# wiring one speaker out of phase



## antikryst (Feb 26, 2011)

been reading about wiring one speaker out of phase to make it in phase when the sound gets to your ears.

i believe the installer wired it physically right (+ to +, - to -) and im planning to see how it would change if i wire one out of phase.

what changes should i look for to know which setting is better? say everything is set to flat on the HU. balance flat. fader, all to the front isolating just the front speakers, and no sub (i dont have one yet).

im new to car audio so some objective tell tale signs on what it should sound like would be helpful.... in phase, vs out of phase... acoustically speaking (not physical wiring).

did i use the right terms? lol.


----------



## b&camp (Jan 27, 2011)

What you're looking for is a solid, defined center image. Out of phase will sound "diffuse and difficult to locate." 

btw, I wouldn't call this a dumb question.
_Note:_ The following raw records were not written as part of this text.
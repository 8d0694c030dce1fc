use serde::{Deserialize, Serialize};

/// Weights for the three composite score axes. Must sum to 1.0.
#[derive(Debug, Clone, Serialize, Deserialize)]
pub struct ScoreWeights {
    pub capability: f64,
    pub speed: f64,
    pub quality: f64,
}

impl Default for ScoreWeights {
    fn default() -> Self {
        Self {
            capability: 0.40,
            speed: 0.35,
            quality: 0.25,
        }
    }
}

/// Minimum activity a member must show before being ranked at all.
#[derive(Debug, Clone, Serialize, Deserialize)]
pub struct QualificationThresholds {
    pub min_active_days: usize,
    pub min_merged_prs: usize,
    pub min_acceptance_rate: f64,
}

impl Default for QualificationThresholds {
    fn default() -> Self {
        Self {
            min_active_days: 5,
            min_merged_prs: 3,
            min_acceptance_rate: 20.0,
        }
    }
}

#[derive(Debug, Clone, Serialize, Deserialize)]
pub struct BottleneckPolicy {
    /// A reviewer is flagged when pending load exceeds this multiple of
    /// the team average (strict inequality).
    pub load_multiplier: f64,
    /// Below this many distinct reviewers there is no team to compare
    /// against and no alert is raised.
    pub min_reviewers: usize,
}

impl Default for BottleneckPolicy {
    fn default() -> Self {
        Self {
            load_multiplier: 3.0,
            min_reviewers: 2,
        }
    }
}

#[derive(Debug, Clone, Serialize, Deserialize)]
pub struct AnalyticsConfig {
    pub weights: ScoreWeights,
    pub qualification: QualificationThresholds,
    pub bottleneck: BottleneckPolicy,
    /// How many champions to return.
    pub top_n: usize,
}

impl Default for AnalyticsConfig {
    fn default() -> Self {
        Self {
            weights: ScoreWeights::default(),
            qualification: QualificationThresholds::default(),
            bottleneck: BottleneckPolicy::default(),
            top_n: 3,
        }
    }
}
Better than sub fights.


----------



## 96jimmyslt (Jan 31, 2011)

Isn't phase only needed if you have speakers in different places from each other, but really far apart?

Care to elaborate on where exactly the speakers will be placed?


----------



## antikryst (Feb 26, 2011)

i have the IASCA cd where theres a track for checking phase. its a voice track with a female saying "my voice is in phase now" and "my voice is out of phase now". i can tell the difference and how unnatural the "out of phase" voice is using headphones. 
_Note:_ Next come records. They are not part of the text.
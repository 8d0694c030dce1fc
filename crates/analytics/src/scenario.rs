use std::str::FromStr;

use chrono::{Duration, NaiveDate};
use rand::rngs::StdRng;
use rand::{Rng, SeedableRng};
use serde::{Deserialize, Serialize};

use cadence_common::{CadenceError, CadenceResult};

use crate::records::UsageRecord;

pub const SCENARIO_NAMES: &[&str] = &[
    "high_adoption",
    "low_adoption",
    "growth",
    "decline",
    "inactive_licenses",
];

/// Named synthetic-data profile for demo and test fixtures.
#[derive(Debug, Clone, Copy, PartialEq, Eq, Serialize, Deserialize)]
#[serde(rename_all = "snake_case")]
pub enum Scenario {
    HighAdoption,
    LowAdoption,
    Growth,
    Decline,
    InactiveLicenses,
}

impl Scenario {
    pub fn as_str(&self) -> &'static str {
        match self {
            Self::HighAdoption => "high_adoption",
            Self::LowAdoption => "low_adoption",
            Self::Growth => "growth",
            Self::Decline => "decline",
            Self::InactiveLicenses => "inactive_licenses",
        }
    }

    fn profile(&self) -> ScenarioProfile {
        match self {
            Self::HighAdoption => ScenarioProfile {
                active_fraction: (0.8, 1.0),
                suggestions: (40, 120),
                acceptance_start: (60.0, 80.0),
                acceptance_end: (60.0, 80.0),
                inactive_day_rate: 0.0,
            },
            Self::LowAdoption => ScenarioProfile {
                active_fraction: (0.2, 0.5),
                suggestions: (5, 30),
                acceptance_start: (10.0, 25.0),
                acceptance_end: (10.0, 25.0),
                inactive_day_rate: 0.1,
            },
            Self::Growth => ScenarioProfile {
                active_fraction: (0.5, 0.9),
                suggestions: (20, 80),
                acceptance_start: (20.0, 30.0),
                acceptance_end: (55.0, 70.0),
                inactive_day_rate: 0.0,
            },
            Self::Decline => ScenarioProfile {
                active_fraction: (0.5, 0.9),
                suggestions: (20, 80),
                acceptance_start: (55.0, 70.0),
                acceptance_end: (20.0, 30.0),
                inactive_day_rate: 0.0,
            },
            Self::InactiveLicenses => ScenarioProfile {
                active_fraction: (0.6, 0.9),
                suggestions: (10, 60),
                acceptance_start: (30.0, 50.0),
                acceptance_end: (30.0, 50.0),
                inactive_day_rate: 0.35,
            },
        }
    }
}

impl FromStr for Scenario {
    type Err = CadenceError;

    fn from_str(value: &str) -> Result<Self, Self::Err> {
        match value {
            "high_adoption" => Ok(Self::HighAdoption),
            "low_adoption" => Ok(Self::LowAdoption),
            "growth" => Ok(Self::Growth),
            "decline" => Ok(Self::Decline),
            "inactive_licenses" => Ok(Self::InactiveLicenses),
            _ => Err(CadenceError::Validation(format!(
                "unknown scenario '{value}', expected one of: {}",
                SCENARIO_NAMES.join(", ")
            ))),
        }
    }
}

/// Per-scenario generation bands. Acceptance interpolates linearly from
/// the start band to the end band across the requested span.
struct ScenarioProfile {
    active_fraction: (f64, f64),
    suggestions: (u32, u32),
    acceptance_start: (f64, f64),
    acceptance_end: (f64, f64),
    inactive_day_rate: f64,
}

/// Generate reproducible per-day usage records for `member_ids` over
/// `[since, until]`. Output is a pure function of the inputs: the RNG for
/// each day is derived from the seed and the day index alone, so the same
/// call always produces byte-identical records.
pub fn generate_usage(
    seed: u64,
    scenario: Scenario,
    member_ids: &[String],
    since: NaiveDate,
    until: NaiveDate,
) -> CadenceResult<Vec<UsageRecord>> {
    if since > until {
        return Err(CadenceError::Validation(format!(
            "invalid date range: {since} is after {until}"
        )));
    }

    let profile = scenario.profile();
    let total_days = (until - since).num_days() + 1;
    let mut records = Vec::new();

    for day_index in 0..total_days {
        let date = since + Duration::days(day_index);
        let mut rng = day_rng(seed, day_index as u64);

        let t = if total_days > 1 {
            day_index as f64 / (total_days - 1) as f64
        } else {
            0.0
        };
        let band_lo = lerp(profile.acceptance_start.0, profile.acceptance_end.0, t);
        let band_hi = lerp(profile.acceptance_start.1, profile.acceptance_end.1, t);

        for member_id in pick_active(&mut rng, member_ids, profile.active_fraction) {
            if profile.inactive_day_rate > 0.0 && rng.gen_bool(profile.inactive_day_rate) {
                // License held, assistant untouched.
                records.push(UsageRecord {
                    member_id: member_id.clone(),
                    date,
                    suggestions_shown: 0,
                    suggestions_accepted: 0,
                    acceptance_rate: None,
                });
                continue;
            }

            let shown = rng.gen_range(profile.suggestions.0..=profile.suggestions.1);
            let target_rate = rng.gen_range(band_lo..=band_hi);
            let accepted = ((shown as f64 * target_rate / 100.0).round() as u32).min(shown);
            let acceptance_rate = if shown == 0 {
                None
            } else {
                Some(accepted as f64 / shown as f64 * 100.0)
            };
            records.push(UsageRecord {
                member_id: member_id.clone(),
                date,
                suggestions_shown: shown,
                suggestions_accepted: accepted,
                acceptance_rate,
            });
        }
    }

    tracing::debug!(
        scenario = scenario.as_str(),
        seed,
        records = records.len(),
        "generated usage records"
    );
    Ok(records)
}

fn day_rng(seed: u64, day_index: u64) -> StdRng {
    StdRng::seed_from_u64(seed ^ day_index.wrapping_mul(0x9E37_79B9_7F4A_7C15))
}

fn lerp(from: f64, to: f64, t: f64) -> f64 {
    from + (to - from) * t
}

/// Deterministically choose the day's active members: a fraction drawn
/// from the profile band, taken as a contiguous run starting at a random
/// offset so the active set rotates day to day.
fn pick_active<'a>(
    rng: &mut StdRng,
    member_ids: &'a [String],
    fraction: (f64, f64),
) -> Vec<&'a String> {
    if member_ids.is_empty() {
        return Vec::new();
    }
    let share = rng.gen_range(fraction.0..=fraction.1);
    let count = ((member_ids.len() as f64 * share).round() as usize)
        .clamp(1, member_ids.len());
    let offset = rng.gen_range(0..member_ids.len());

    let mut picked: Vec<usize> = (0..count)
        .map(|i| (offset + i) % member_ids.len())
        .collect();
    picked.sort_unstable();
    picked.into_iter().map(|i| &member_ids[i]).collect()
}
//! Scene lifecycle: registration, transitions, update dispatch.
//!
//! This module is the spine of the client shell. A [`Director`] owns at
//! most one active [`Scene`] at a time; screens are registered by name
//! as factories and constructed fresh on every visit. A transition
//! retires the current scene and installs the next one behind a
//! cross-fade, as one strictly sequenced async control flow:
//!
//! fade-out → unload → detach → construct → load → attach → fade-in
//!
//! The whole shell is single-threaded and cooperative: transitions are
//! futures driven by the host's executor, fades sample opacity once per
//! render frame via the [`FrameClock`], and a second transition
//! requested while one is in flight is rejected, never queued.
//!
//! # Example
//!
//! ```ignore
//! use paideia::*;
//!
//! director.register("menu", {
//!     let session = session.clone();
//!     move |ctx| Box::new(MenuScene::new(ctx, session.clone())) as Box<dyn Scene>
//! })?;
//!
//! // From inside a scene, on a button press:
//! ctx.navigator.go("overworld", Fade::millis(300.0));
//! ```

mod clock;
mod director;
mod error;
mod fade;
mod scene;

pub use clock::{FrameClock, NextFrame};
pub use director::{Director, Navigator, Phase};
pub use error::{DirectorError, SceneError};
pub use fade::{Easing, Fade};
pub use scene::{Scene, SceneContext, SceneFactory};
would the difference be this drastic if i rewire the phase of one of my speakers? i just wanna ask this now since its going to be my first time doing this... its gonna take a bit of effort since i need to take out the seat to get access to the amps wiring. then i also plan to buy torx screwdrivers so i can open up my door and see how its physically wired.
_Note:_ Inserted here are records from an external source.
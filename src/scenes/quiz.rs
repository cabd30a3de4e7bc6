//! The quiz screen: one question at a time, selected answers recorded
//! in the session.

use std::rc::Rc;

use futures::future::LocalBoxFuture;
use winit::keyboard::KeyCode;

use crate::content::{ContentLibrary, Quiz};
use crate::draw2d::{Color, Rect};
use crate::input::InputHandle;
use crate::player::SessionHandle;
use crate::scene::{Fade, Navigator, Scene, SceneContext, SceneError};
use crate::stage::{LayerId, StageHandle};

use super::names;

const CHOICE_HEIGHT: f32 = 40.0;
const CHOICE_GAP: f32 = 10.0;

/// Presents a quiz question by question.
///
/// Clicking a choice records it (question id → choice id) in the session
/// and advances; after the last question a summary is shown. The shell
/// records intent only — grading belongs to the backend.
pub struct QuizScene {
    stage: StageHandle,
    input: InputHandle,
    navigator: Navigator,
    layer: LayerId,
    content: Rc<ContentLibrary>,
    session: SessionHandle,
    quiz_id: Option<String>,

    quiz: Option<Quiz>,
    current: usize,
    finished: bool,
}

impl QuizScene {
    pub fn new(
        ctx: &SceneContext,
        content: Rc<ContentLibrary>,
        session: SessionHandle,
        quiz_id: Option<String>,
    ) -> Self {
        let layer = ctx.stage.borrow_mut().create_layer("quiz");
        Self {
            stage: ctx.stage.clone(),
            input: ctx.input.clone(),
            navigator: ctx.navigator.clone(),
            layer,
            content,
            session,
            quiz_id,
            quiz: None,
            current: 0,
            finished: false,
        }
    }

    fn panel_rect(&self) -> Rect {
        let (width, height) = self.stage.borrow().size();
        let w = (width as f32 - 120.0).max(320.0);
        let h = (height as f32 - 120.0).max(240.0);
        Rect::new(
            (width as f32 - w) / 2.0,
            (height as f32 - h) / 2.0,
            w,
            h,
        )
    }

    fn choice_rect(&self, panel: Rect, index: usize) -> Rect {
        Rect::new(
            panel.x + 24.0,
            panel.y + 110.0 + index as f32 * (CHOICE_HEIGHT + CHOICE_GAP),
            panel.width - 48.0,
            CHOICE_HEIGHT,
        )
    }

    fn repaint(&mut self) {
        let panel = self.panel_rect();
        let Some(quiz) = self.quiz.clone() else {
            return;
        };
        let answered = self.session.borrow().answered_count();
        let current = self.current;
        let finished = self.finished;

        let mut stage = self.stage.borrow_mut();
        let Some(canvas) = stage.canvas(self.layer) else {
            return;
        };
        canvas.clear();
        canvas.set_background(Color::rgb(0.06, 0.06, 0.1));
        canvas.panel(panel, Color::PANEL_BG, Color::PANEL_BORDER);
        canvas.text(panel.x + 24.0, panel.y + 16.0, &quiz.title, Color::rgb(0.95, 0.88, 0.55));

        if finished {
            canvas.text(
                panel.x + 24.0,
                panel.y + 70.0,
                format!("Answers recorded: {answered} of {}", quiz.questions.len()),
                Color::WHITE,
            );
            canvas.text(
                panel.x + 24.0,
                panel.y + 110.0,
                "[Enter] Back to the overworld",
                Color::rgba(0.8, 0.8, 0.85, 1.0),
            );
            return;
        }

        let question = &quiz.questions[current];
        canvas.text(
            panel.x + 24.0,
            panel.y + 46.0,
            format!(
                "Question {} of {}",
                current + 1,
                quiz.questions.len()
            ),
            Color::rgba(0.7, 0.7, 0.75, 1.0),
        );
        canvas.text(panel.x + 24.0, panel.y + 72.0, &question.prompt, Color::WHITE);

        for (i, choice) in question.choices.iter().enumerate() {
            let rect = self.choice_rect(panel, i);
            canvas.panel(rect, Color::rgba(0.14, 0.15, 0.2, 0.95), Color::PANEL_BORDER);
            canvas.text(rect.x + 14.0, rect.y + 8.0, &choice.text, Color::WHITE);
        }
    }
}

impl Scene for QuizScene {
    fn load(&mut self) -> LocalBoxFuture<'_, Result<(), SceneError>> {
        Box::pin(async move {
            let quiz = match &self.quiz_id {
                Some(id) => self
                    .content
                    .quiz(id)
                    .cloned()
                    .ok_or_else(|| SceneError::content(format!("unknown quiz {id:?}")))?,
                None => self.content.first_quiz().clone(),
            };
            self.session.borrow_mut().clear_answers();
            self.quiz = Some(quiz);
            self.repaint();
            Ok(())
        })
    }

    fn update(&mut self, _dt: f32) {
        let (mouse, clicked, enter) = {
            let input = self.input.borrow();
            (
                input.mouse_position(),
                input.clicked(),
                input.key_pressed(KeyCode::Enter) || input.key_pressed(KeyCode::Escape),
            )
        };

        if self.finished {
            if enter || clicked {
                self.navigator.go(names::OVERWORLD, Fade::millis(300.0));
            }
            self.repaint();
            return;
        }

        if clicked && let Some(quiz) = &self.quiz {
            let panel = self.panel_rect();
            let question = &quiz.questions[self.current];
            if let Some(choice) = question
                .choices
                .iter()
                .enumerate()
                .find(|(i, _)| self.choice_rect(panel, *i).contains(mouse))
                .map(|(_, choice)| choice)
            {
                self.session
                    .borrow_mut()
                    .select_answer(&question.id, &choice.id);
                if self.current + 1 < quiz.questions.len() {
                    self.current += 1;
                } else {
                    self.finished = true;
                }
            }
        }

        self.repaint();
    }

    fn unload(&mut self) -> LocalBoxFuture<'_, Result<(), SceneError>> {
        Box::pin(async { Ok(()) })
    }

    fn layer(&self) -> LayerId {
        self.layer
    }
}
impl CanvasStage {
    pub fn new(gpu: GpuContext) -> Self {
        let device = &gpu.device;

        let shader = device.create_shader_module(wgpu::ShaderModuleDescriptor {
            label: Some("Layer Composite Shader"),
            source: wgpu::ShaderSource::Wgsl(COMPOSITE_SHADER.into()),
        });

        let composite_uniforms = device.create_buffer(&wgpu::BufferDescriptor {
            label: Some("Composite Uniforms"),
            size: std::mem::size_of::<CompositeUniforms>() as u64,
            usage: wgpu::BufferUsages::UNIFORM | wgpu::BufferUsages::COPY_DST,
            mapped_at_creation: false,
        });

        let composite_sampler = device.create_sampler(&wgpu::SamplerDescriptor {
            label: Some("Composite Sampler"),
            address_mode_u: wgpu::AddressMode::ClampToEdge,
            address_mode_v: wgpu::AddressMode::ClampToEdge,
            address_mode_w: wgpu::AddressMode::ClampToEdge,
            mag_filter: wgpu::FilterMode::Linear,
            min_filter: wgpu::FilterMode::Linear,
            mipmap_filter: wgpu::FilterMode::Nearest,
            ..Default::default()
        });

        let composite_bind_group_layout =
            device.create_bind_group_layout(&wgpu::BindGroupLayoutDescriptor {
                label: Some("Composite Bind Group Layout"),
                entries: &[
                    wgpu::BindGroupLayoutEntry {
                        binding: 0,
                        visibility: wgpu::ShaderStages::FRAGMENT,
                        ty: wgpu::BindingType::Buffer {
                            ty: wgpu::BufferBindingType::Uniform,
                            has_dynamic_offset: false,
                            min_binding_size: None,
                        },
                        count: None,
                    },
                    wgpu::BindGroupLayoutEntry {
                        binding: 1,
                        visibility: wgpu::ShaderStages::FRAGMENT,
                        ty: wgpu::BindingType::Texture {
                            sample_type: wgpu::TextureSampleType::Float { filterable: true },
                            view_dimension: wgpu::TextureViewDimension::D2,
                            multisampled: false,
                        },
                        count: None,
                    },
                    wgpu::BindGroupLayoutEntry {
                        binding: 2,
                        visibility: wgpu::ShaderStages::FRAGMENT,
                        ty: wgpu::BindingType::Sampler(wgpu::SamplerBindingType::Filtering),
                        count: None,
                    },
                ],
            });

        let pipeline_layout = device.create_pipeline_layout(&wgpu::PipelineLayoutDescriptor {
            label: Some("Composite Pipeline Layout"),
            bind_group_layouts: &[&composite_bind_group_layout],
            push_constant_ranges: &[],
        });

        let composite_pipeline = device.create_render_pipeline(&wgpu::RenderPipelineDescriptor {
            label: Some("Composite Pipeline"),
            layout: Some(&pipeline_layout),
            vertex: wgpu::VertexState {
                module: &shader,
                entry_point: Some("vs"),
                buffers: &[],
                compilation_options: Default::default(),
            },
            fragment: Some(wgpu::FragmentState {
                module: &shader,
                entry_point: Some("fs"),
                targets: &[Some(wgpu::ColorTargetState {
                    format: gpu.config.format,
                    blend: Some(wgpu::BlendState {
                        color: wgpu::BlendComponent {
                            src_factor: wgpu::BlendFactor::SrcAlpha,
                            dst_factor: wgpu::BlendFactor::OneMinusSrcAlpha,
                            operation: wgpu::BlendOperation::Add,
                        },
                        alpha: wgpu::BlendComponent {
                            src_factor: wgpu::BlendFactor::One,
                            dst_factor: wgpu::BlendFactor::OneMinusSrcAlpha,
                            operation: wgpu::BlendOperation::Add,
                        },
                    }),
                    write_mask: wgpu::ColorWrites::ALL,
                })],
                compilation_options: Default::default(),
            }),
            primitive: wgpu::PrimitiveState {
                topology: wgpu::PrimitiveTopology::TriangleList,
                ..Default::default()
            },
            depth_stencil: None,
            multisample: wgpu::MultisampleState::default(),
            multiview: None,
            cache: None,
        });

        let draw2d = Draw2d::new(&gpu);

        Self {
            gpu,
            assets: Assets::new(),
            draw2d,
            background: Color::BLACK,
            composite_pipeline,
            composite_bind_group_layout,
            composite_uniforms,
            composite_sampler,
            next_id: 0,
            layers: HashMap::new(),
            attached: Vec::new(),
        }
    }

    /// Access the GPU context (for asset loading at startup).
    pub fn gpu(&self) -> &GpuContext {
        &self.gpu
    }

    /// Color the surface is cleared to behind all layers.
    pub fn set_background(&mut self, color: Color) {
        self.background = color;
    }

    /// Load the default UI font from a file path.
    pub fn load_font(&mut self, path: &Path, size: f32) -> Result<(), AssetError> {
        self.assets.load_font(&self.gpu, path, size)?;
        Ok(())
    }

    /// Propagate a window resize to the surface.
    pub fn resize(&mut self, width: u32, height: u32) {
        self.gpu.resize(width, height);
    }

    /// Render one frame: each attached layer into its target, then the
    /// targets composited onto the surface in attach order.
    pub fn render(&mut self) {
        self.draw2d.prepare(&self.gpu, &self.assets);

        let output = match self.gpu.surface.get_current_texture() {
            Ok(output) => output,
            Err(err) => {
                log::warn!("failed to acquire surface texture: {err}");
                return;
            }
        };
        let screen_view = output
            .texture
            .create_view(&wgpu::TextureViewDescriptor::default());

        // Clear the surface behind all layers.
        {
            let mut encoder =
                self.gpu
                    .device
                    .create_command_encoder(&wgpu::CommandEncoderDescriptor {
                        label: Some("Stage Clear Encoder"),
                    });
            {
                let _pass = encoder.begin_render_pass(&wgpu::RenderPassDescriptor {
                    label: Some("Stage Clear Pass"),
                    color_attachments: &[Some(wgpu::RenderPassColorAttachment {
                        view: &screen_view,
                        resolve_target: None,
                        ops: wgpu::Operations {
                            load: wgpu::LoadOp::Clear(wgpu::Color {
                                r: self.background.r as f64,
                                g: self.background.g as f64,
                                b: self.background.b as f64,
                                a: 1.0,
                            }),
                            store: wgpu::StoreOp::Store,
                        },
                        depth_slice: None,
                    })],
                    depth_stencil_attachment: None,
                    timestamp_writes: None,
                    occlusion_query_set: None,
                });
            }
            self.gpu.queue.submit(std::iter::once(encoder.finish()));
        }

        // One submit per layer: the shared vertex and uniform buffers are
        // rewritten for each layer, so its draws must be on the queue
        // before the next layer's writes land.
        for &id in &self.attached {
            let Some(layer) = self.layers.get_mut(&id) else {
                continue;
            };
            layer.target.ensure_size(&self.gpu, &layer.label);
            self.draw2d.replay(&layer.canvas, &self.assets);

            let clear = layer.canvas.background().unwrap_or(Color::TRANSPARENT);
            let uniforms = CompositeUniforms {
                opacity: layer.opacity,
                _pad: [0.0; 3],
            };
            self.gpu.queue.write_buffer(
                &self.composite_uniforms,
                0,
                bytemuck::cast_slice(&[uniforms]),
            );

            let bind_group = self
                .gpu
                .device
                .create_bind_group(&wgpu::BindGroupDescriptor {
                    label: Some("Composite Bind Group"),
                    layout: &self.composite_bind_group_layout,
                    entries: &[
                        wgpu::BindGroupEntry {
                            binding: 0,
                            resource: self.composite_uniforms.as_entire_binding(),
                        },
                        wgpu::BindGroupEntry {
                            binding: 1,
                            resource: wgpu::BindingResource::TextureView(&layer.target.view),
                        },
                        wgpu::BindGroupEntry {
                            binding: 2,
                            resource: wgpu::BindingResource::Sampler(&self.composite_sampler),
                        },
                    ],
                });

            let mut encoder =
                self.gpu
                    .device
                    .create_command_encoder(&wgpu::CommandEncoderDescriptor {
                        label: Some("Layer Encoder"),
                    });

            {
                let mut pass = encoder.begin_render_pass(&wgpu::RenderPassDescriptor {
                    label: Some("Layer Draw Pass"),
                    color_attachments: &[Some(wgpu::RenderPassColorAttachment {
                        view: &layer.target.view,
                        resolve_target: None,
                        ops: wgpu::Operations {
                            load: wgpu::LoadOp::Clear(wgpu::Color {
                                r: clear.r as f64,
                                g: clear.g as f64,
                                b: clear.b as f64,
                                a: clear.a as f64,
                            }),
                            store: wgpu::StoreOp::Store,
                        },
                        depth_slice: None,
                    })],
                    depth_stencil_attachment: None,
                    timestamp_writes: None,
                    occlusion_query_set: None,
                });
                self.draw2d.render(&self.gpu, &mut pass);
            }

            {
                let mut pass = encoder.begin_render_pass(&wgpu::RenderPassDescriptor {
                    label: Some("Layer Composite Pass"),
                    color_attachments: &[Some(wgpu::RenderPassColorAttachment {
                        view: &screen_view,
                        resolve_target: None,
                        ops: wgpu::Operations {
                            load: wgpu::LoadOp::Load,
                            store: wgpu::StoreOp::Store,
                        },
                        depth_slice: None,
                    })],
                    depth_stencil_attachment: None,
                    timestamp_writes: None,
                    occlusion_query_set: None,
                });
                pass.set_pipeline(&self.composite_pipeline);
                pass.set_bind_group(0, &bind_group, &[]);
                pass.draw(0..3, 0..1);
            }

            self.gpu.queue.submit(std::iter::once(encoder.finish()));
        }

        output.present();
    }
}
my speakers are in the stock locations now. woofers are a bit low on the door a bit forward, then tweeters are a bit high on the door, in the middle, which makes it closer to the ear. maybe a foot and a half apart (estimated). 

upping my question... how centered should it sound when its acoustically in phase vs acoustically out of phase? with everything set flat, without any form of time alignment... how centered should the image be? i know what i centered image should sound like on home audio with just a 2.1 setup... so im curious on how centered it can really sound with just a pair of speakers inside a car with them being on the sides vs up front on a good 2 speaker home setup where the listener is actually in the sweet spot.

i also just have the built in stock head unit (ford fiesta hatch) with a lot of things integrated so im keeping that one for now. it also has an "optimize driver" setting that, when turned on, really centers the image. im gussing this is time alignment because i turned it on... sat on the passenger side, and the image was all to the right side (left hand drive car). with it on, while seated on the drivers side, image is centered.... a LOT more centered with it on vs off (time alignment?).

im asking about phase since im curious if i can get a better centered image without using what i think is time alignment (optimize driver)... so the passenger wont get sound thats seemingly coming from one side only.


----------



## antikryst (Feb 26, 2011)

ok... using the IASCA cd for testing phase here are my results:

in phase track: 
without TA: it says voice should be centered... i dont hear it centered but more towards the left as that speaker is nearest me. can you really get a more centered stage by just adjusting the phase? 

with TA: voice indeed gets centered

out of phase track:

without TA: says it shouldnt be coherent and diffused. not sure about this one.. almost the same as the in phase track. says should be hard to locate. check. 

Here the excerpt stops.